Authors: Yanping Ma; Qiming Liu; Cuifeng Li; Yi Tang; Hongtao Xie
Addresses: School of Information and Electrical Engineering, Ludong University, Yantai, China ' School of Information and Electrical Engineering, Ludong University, Yantai, China ' School of Information and Electrical Engineering, Ludong University, Yantai, China ' Department of Mathematics, Guangzhou University, China ' National Engineering Laboratory for Information Security Technologies, Institute of Information Engineering, Chinese Academy of Sciences, Beijing, China
Abstract: Locality sensitive hashing (LSH) is a popular algorithm for approximate nearest neighbour (ANN) search. As LSH partitions vector space uniformly and the distribution of vectors is usually non-uniform, it poorly fits real datasets and has limited efficiency. In this paper, we propose a novel data-dependent locality sensitive hashing (DP-LSH) algorithm, which has a two-level structure. In the first level, we train a number of cluster centres, and use the centres to divide the dataset. So the vectors in each cluster have near uniform distribution. In the second level, we construct LSH tables for each cluster. Given a query, we first determine a few clusters that it belongs to, and perform ANN search in the corresponding LSH tables. Furthermore, we present an optimised distributed scheme and a distributed DP-LSH algorithm.

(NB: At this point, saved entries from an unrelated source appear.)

//! Configuration Types
//!
//! All configuration structures with sensible defaults.
//! Supports global (~/.config/filescope/) and project (.filescope/) level configuration.

use std::fmt;

use serde::{Deserialize, Serialize};

use crate::constants::data::DEFAULT_SAMPLE_ROWS;
use crate::constants::enrichment::{
    DEFAULT_API_BASE, DEFAULT_MAX_TOKENS, DEFAULT_MODEL, DEFAULT_TIMEOUT_SECS,
};
use crate::constants::scanner::{DEFAULT_CONCURRENCY, DEFAULT_MAX_FILE_SIZE};
use crate::types::{Result, ScopeError};

/// Root configuration structure
#[derive(Debug, Clone, Serialize, Deserialize)]
#[serde(default)]
pub struct Config {
    /// Configuration version
    pub version: String,

    /// File analysis settings
    pub analysis: AnalysisConfig,

    /// Optional enrichment provider settings
    pub enrichment: EnrichmentConfig,
}

impl Default for Config {
    fn default() -> Self {
        Self {
            version: "1.0".to_string(),
            analysis: AnalysisConfig::default(),
            enrichment: EnrichmentConfig::default(),
        }
    }
}

impl Config {
    /// Validate configuration values are within acceptable ranges.
    /// Returns `ScopeError::Config` on validation failure.
    pub fn validate(&self) -> Result<()> {
        if self.analysis.concurrency == 0 {
            return Err(ScopeError::Config(
                "analysis.concurrency must be greater than 0".to_string(),
            ));
        }

        if self.analysis.csv_sample_rows == 0 {
            return Err(ScopeError::Config(
                "analysis.csv_sample_rows must be greater than 0".to_string(),
            ));
        }

        for pattern in &self.analysis.exclude {
            glob::Pattern::new(pattern).map_err(|e| {
                ScopeError::Config(format!("Invalid exclude pattern '{}': {}", pattern, e))
            })?;
        }

        if !(0.0..=2.0).contains(&self.enrichment.temperature) {
            return Err(ScopeError::Config(format!(
                "enrichment.temperature must be between 0.0 and 2.0, got {}",
                self.enrichment.temperature
            )));
        }

        if self.enrichment.timeout_secs == 0 {
            return Err(ScopeError::Config(
                "enrichment.timeout_secs must be greater than 0".to_string(),
            ));
        }

        url::Url::parse(&self.enrichment.api_base).map_err(|e| {
            ScopeError::Config(format!(
                "Invalid enrichment.api_base '{}': {}",
                self.enrichment.api_base, e
            ))
        })?;

        Ok(())
    }
}

// =============================================================================
// Analysis Configuration
// =============================================================================

#[derive(Debug, Clone, Serialize, Deserialize)]
#[serde(default)]
pub struct AnalysisConfig {
    /// Files larger than this are skipped during batch scans
    pub max_file_size: u64,

    /// Files analyzed concurrently in a batch
    pub concurrency: usize,

    /// Include dotfiles and dot-directories
    pub include_hidden: bool,

    /// Honor .gitignore and git exclude files
    pub respect_gitignore: bool,

    /// Glob patterns to exclude
    pub exclude: Vec<String>,

    /// Rows sampled for column type inference
    pub csv_sample_rows: usize,

    /// Replace invalid UTF-8 instead of reporting a decode error
    pub lossy_decode: bool,
}

impl Default for AnalysisConfig {
    fn default() -> Self {
        Self {
            max_file_size: DEFAULT_MAX_FILE_SIZE,
            concurrency: DEFAULT_CONCURRENCY,
            include_hidden: false,
            respect_gitignore: true,
            exclude: vec![
                "**/node_modules/**".to_string(),
                "**/.git/**".to_string(),
                "**/target/**".to_string(),
                "**/__pycache__/**".to_string(),
                "**/.venv/**".to_string(),
            ],
            csv_sample_rows: DEFAULT_SAMPLE_ROWS,
            lossy_decode: false,
        }
    }
}

// =============================================================================
// Enrichment Configuration
// =============================================================================

#[derive(Debug, Clone, Copy, Serialize, Deserialize, PartialEq, Eq, Default)]
#[serde(rename_all = "lowercase")]
pub enum EnrichmentProvider {
    /// Rule-based fallback only
    #[default]
    None,
    /// OpenAI-compatible chat completions endpoint
    OpenAi,
}

impl fmt::Display for EnrichmentProvider {
    fn fmt(&self, f: &mut fmt::Formatter<'_>) -> fmt::Result {
        match self {
            EnrichmentProvider::None => write!(f, "none"),
            EnrichmentProvider::OpenAi => write!(f, "openai"),
        }
    }
}

#[derive(Clone, Serialize, Deserialize)]
#[serde(default)]
pub struct EnrichmentConfig {
    pub provider: EnrichmentProvider,

    pub model: String,

    /// Base URL of the chat completions API
    pub api_base: String,

    /// Never written back out; falls back to `OPENAI_API_KEY`
    #[serde(skip_serializing)]
    pub api_key: Option<String>,

    /// Request timeout in seconds
    pub timeout_secs: u64,

    pub temperature: f32,

    pub max_tokens: usize,
}

impl Default for EnrichmentConfig {
    fn default() -> Self {
        Self {
            provider: EnrichmentProvider::None,
            model: DEFAULT_MODEL.to_string(),
            api_base: DEFAULT_API_BASE.to_string(),
            api_key: None,
            timeout_secs: DEFAULT_TIMEOUT_SECS,
            temperature: 0.0,
            max_tokens: DEFAULT_MAX_TOKENS,
        }
    }
}

impl fmt::Debug for EnrichmentConfig {
    fn fmt(&self, f: &mut fmt::Formatter<'_>) -> fmt::Result {
        f.debug_struct("EnrichmentConfig")
            .field("provider", &self.provider)
            .field("model", &self.model)
            .field("api_base", &self.api_base)
            .field("api_key", &self.api_key.as_ref().map(|_| "[REDACTED]"))
            .field("timeout_secs", &self.timeout_secs)
            .field("temperature", &self.temperature)
            .field("max_tokens", &self.max_tokens)
            .finish()
    }
}

// =============================================================================
// Tests
// =============================================================================

#[cfg(test)]
mod tests {
    use super::*;

    #[test]
    fn test_default_config() {
        let config = Config::default();
        assert_eq!(config.version, "1.0");
        assert_eq!(config.enrichment.provider, EnrichmentProvider::None);
        assert_eq!(config.analysis.csv_sample_rows, DEFAULT_SAMPLE_ROWS);
        assert!(config.validate().is_ok());
    }

    #[test]
    fn test_validate_rejects_bad_values() {
        let mut config = Config::default();
        config.analysis.concurrency = 0;
        assert!(config.validate().is_err());

        let mut config = Config::default();
        config.enrichment.temperature = 3.0;
        assert!(config.validate().is_err());

        let mut config = Config::default();
        config.analysis.exclude = vec!["[".to_string()];
        assert!(config.validate().is_err());

        let mut config = Config::default();
        config.enrichment.api_base = "not a url".to_string();
        assert!(config.validate().is_err());
    }

    #[test]
    fn test_api_key_is_never_serialized_or_printed() {
        let mut config = Config::default();
        config.enrichment.api_key = Some("sk-live-123".to_string());

        let json = serde_json::to_string(&config).unwrap();
        assert!(!json.contains("sk-live-123"));
        assert!(!format!("{:?}", config).contains("sk-live-123"));
    }

    #[test]
    fn test_provider_names() {
        assert_eq!(EnrichmentProvider::OpenAi.to_string(), "openai");
        let parsed: EnrichmentProvider = serde_json::from_str("\"openai\"").unwrap();
        assert_eq!(parsed, EnrichmentProvider::OpenAi);
    }
}
//! Batch Analysis
//!
//! Analyzes many files concurrently. Each file is read and analyzed on the
//! blocking pool, with at most `concurrency` files in flight. A file that
//! cannot be read (or whose task panics) becomes a `failed` entry; the batch
//! itself only fails when the root directory is missing or not a directory.

use std::collections::BTreeMap;
use std::path::{Path, PathBuf};
use std::sync::Arc;
use std::time::Instant;

use chrono::{DateTime, Utc};
use futures::StreamExt;
use serde::{Deserialize, Serialize};
use tracing::{debug, info, warn};
use uuid::Uuid;

use super::category::Category;
use super::classifier::{AnalysisHints, FileClassifier};
use super::context::AnalyzerOptions;
use super::scanner::FileScanner;
use crate::config::AnalysisConfig;
use crate::metrics::ProcessingCounters;
use crate::types::{AnalysisOutcome, Result, ScopeError};

// =============================================================================
// Report Types
// =============================================================================

#[derive(Debug, Clone, PartialEq, Serialize, Deserialize)]
pub struct BatchEntry {
    pub path: PathBuf,
    pub outcome: AnalysisOutcome,
}

#[derive(Debug, Clone, Default, PartialEq, Serialize, Deserialize)]
pub struct BatchSummary {
    pub by_category: BTreeMap<Category, usize>,
    pub total_bytes: u64,
    /// Files whose security section flags secrets
    pub secrets_flagged: usize,
    pub pii_flagged: usize,
    /// Mean maintainability over code files, if any
    pub average_maintainability: Option<f64>,
    /// `path: message` for every failed file
    pub failures: Vec<String>,
    /// `path: phase: message` for decode errors and failed phases
    pub partial_failures: Vec<String>,
}

impl BatchSummary {
    pub fn from_entries(entries: &[BatchEntry]) -> Self {
        let mut summary = Self::default();
        let mut maintainability = Vec::new();

        for entry in entries {
            let path = entry.path.display();
            let report = match &entry.outcome {
                AnalysisOutcome::Completed(report) => report,
                AnalysisOutcome::Failed(failed) => {
                    summary.failures.push(format!("{}: {}", path, failed.error));
                    continue;
                }
            };

            *summary.by_category.entry(report.category).or_insert(0) += 1;
            summary.total_bytes += report.record.size_bytes;
            summary.secrets_flagged += usize::from(report.secrets_exposed());
            summary.pii_flagged += usize::from(report.pii_detected());

            if let Some(error) = &report.error {
                summary.partial_failures.push(format!("{}: decode: {}", path, error));
            }
            for (phase, message) in report.phase_errors() {
                summary
                    .partial_failures
                    .push(format!("{}: {}: {}", path, phase, message));
            }

            if report.category == Category::Code
                && let Some(score) = report.quality_score("maintainability")
            {
                maintainability.push(score);
            }
        }

        if !maintainability.is_empty() {
            summary.average_maintainability =
                Some(maintainability.iter().sum::<f64>() / maintainability.len() as f64);
        }
        summary
    }
}

#[derive(Debug, Clone, PartialEq, Serialize, Deserialize)]
pub struct BatchReport {
    /// Scanned directory; absent for explicit path lists
    pub root: Option<PathBuf>,
    pub run_id: Uuid,
    pub started_at: DateTime<Utc>,
    pub duration_ms: u64,
    pub total_files: usize,
    pub files_analyzed: usize,
    pub files_failed: usize,
    /// Files over the size limit, never read
    pub files_skipped: usize,
    /// Sorted by path
    pub results: Vec<BatchEntry>,
    pub summary: BatchSummary,
}

// =============================================================================
// Batch Analyzer
// =============================================================================

pub struct BatchAnalyzer {
    classifier: Arc<FileClassifier>,
    config: AnalysisConfig,
    counters: Option<Arc<ProcessingCounters>>,
}

impl BatchAnalyzer {
    pub fn new(config: AnalysisConfig) -> Self {
        let classifier = FileClassifier::new(AnalyzerOptions::from(&config));
        Self {
            classifier: Arc::new(classifier),
            config,
            counters: None,
        }
    }

    pub fn with_counters(mut self, counters: Arc<ProcessingCounters>) -> Self {
        self.counters = Some(counters);
        self
    }

    fn concurrency(&self) -> usize {
        self.config.concurrency.max(1)
    }

    /// Scan `root` and analyze every listed file
    pub async fn analyze_dir(&self, root: impl AsRef<Path>) -> Result<BatchReport> {
        let root = root.as_ref().to_path_buf();
        let scanner = FileScanner::from_config(&root, &self.config);
        let scan = tokio::task::spawn_blocking(move || scanner.scan())
            .await
            .map_err(|e| ScopeError::Context(format!("Directory scan failed: {}", e)))??;

        info!(
            root = %root.display(),
            files = scan.files.len(),
            bytes = scan.files.iter().map(|f| f.size).sum::<u64>(),
            skipped = scan.skipped.len(),
            "Scanned directory"
        );

        let paths = scan.files.into_iter().map(|f| f.path).collect();
        let mut report = self.run(Some(root), paths).await;
        report.files_skipped = scan.skipped.len();
        Ok(report)
    }

    /// Analyze an explicit list of files
    pub async fn analyze_paths(&self, paths: Vec<PathBuf>) -> BatchReport {
        self.run(None, paths).await
    }

    async fn run(&self, root: Option<PathBuf>, paths: Vec<PathBuf>) -> BatchReport {
        let started_at = Utc::now();
        let start = Instant::now();
        let total_files = paths.len();

        let mut stream = futures::stream::iter(paths)
            .map(|path| {
                let classifier = Arc::clone(&self.classifier);
                async move {
                    let task_path = path.clone();
                    let joined = tokio::task::spawn_blocking(move || {
                        classifier.analyze_path(&task_path, &AnalysisHints::default())
                    })
                    .await;

                    let outcome = joined.unwrap_or_else(|e| {
                        warn!(path = %path.display(), error = %e, "Analysis task failed");
                        AnalysisOutcome::failed(&path, format!("Analysis task failed: {}", e))
                    });
                    BatchEntry { path, outcome }
                }
            })
            .buffer_unordered(self.concurrency());

        let mut results = Vec::with_capacity(total_files);
        while let Some(entry) = stream.next().await {
            if let Some(counters) = &self.counters {
                match entry.outcome.report() {
                    Some(report) => counters.record_success(report.category, report.record.size_bytes),
                    None => counters.record_failure(),
                }
            }
            debug!(path = %entry.path.display(), status = entry.outcome.status(), "Analyzed");
            results.push(entry);
        }
        results.sort_by(|a, b| a.path.cmp(&b.path));

        let files_failed = results.iter().filter(|e| e.outcome.is_failed()).count();
        let summary = BatchSummary::from_entries(&results);

        BatchReport {
            root,
            run_id: Uuid::new_v4(),
            started_at,
            duration_ms: start.elapsed().as_millis() as u64,
            total_files,
            files_analyzed: total_files - files_failed,
            files_failed,
            files_skipped: 0,
            results,
            summary,
        }
    }
}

Experimental results on the reference datasets show that the search speed of DP-LSH can be increased by 48 times compared to E2LSH, while keeping high search precision; and the distributed DP-LSH can further improve search efficiency.
Keywords: locality sensitive hashing; LSH; approximate nearest neighbour; ANN; data-dependent; distributed high dimensional search.
International Journal of High Performance Computing and Networking, 2019 Vol.13 No.3, pp.304 - 311
Received: 24 Mar 2016
Accepted: 11 Sep 2016
Published online: 13 Mar 2019 *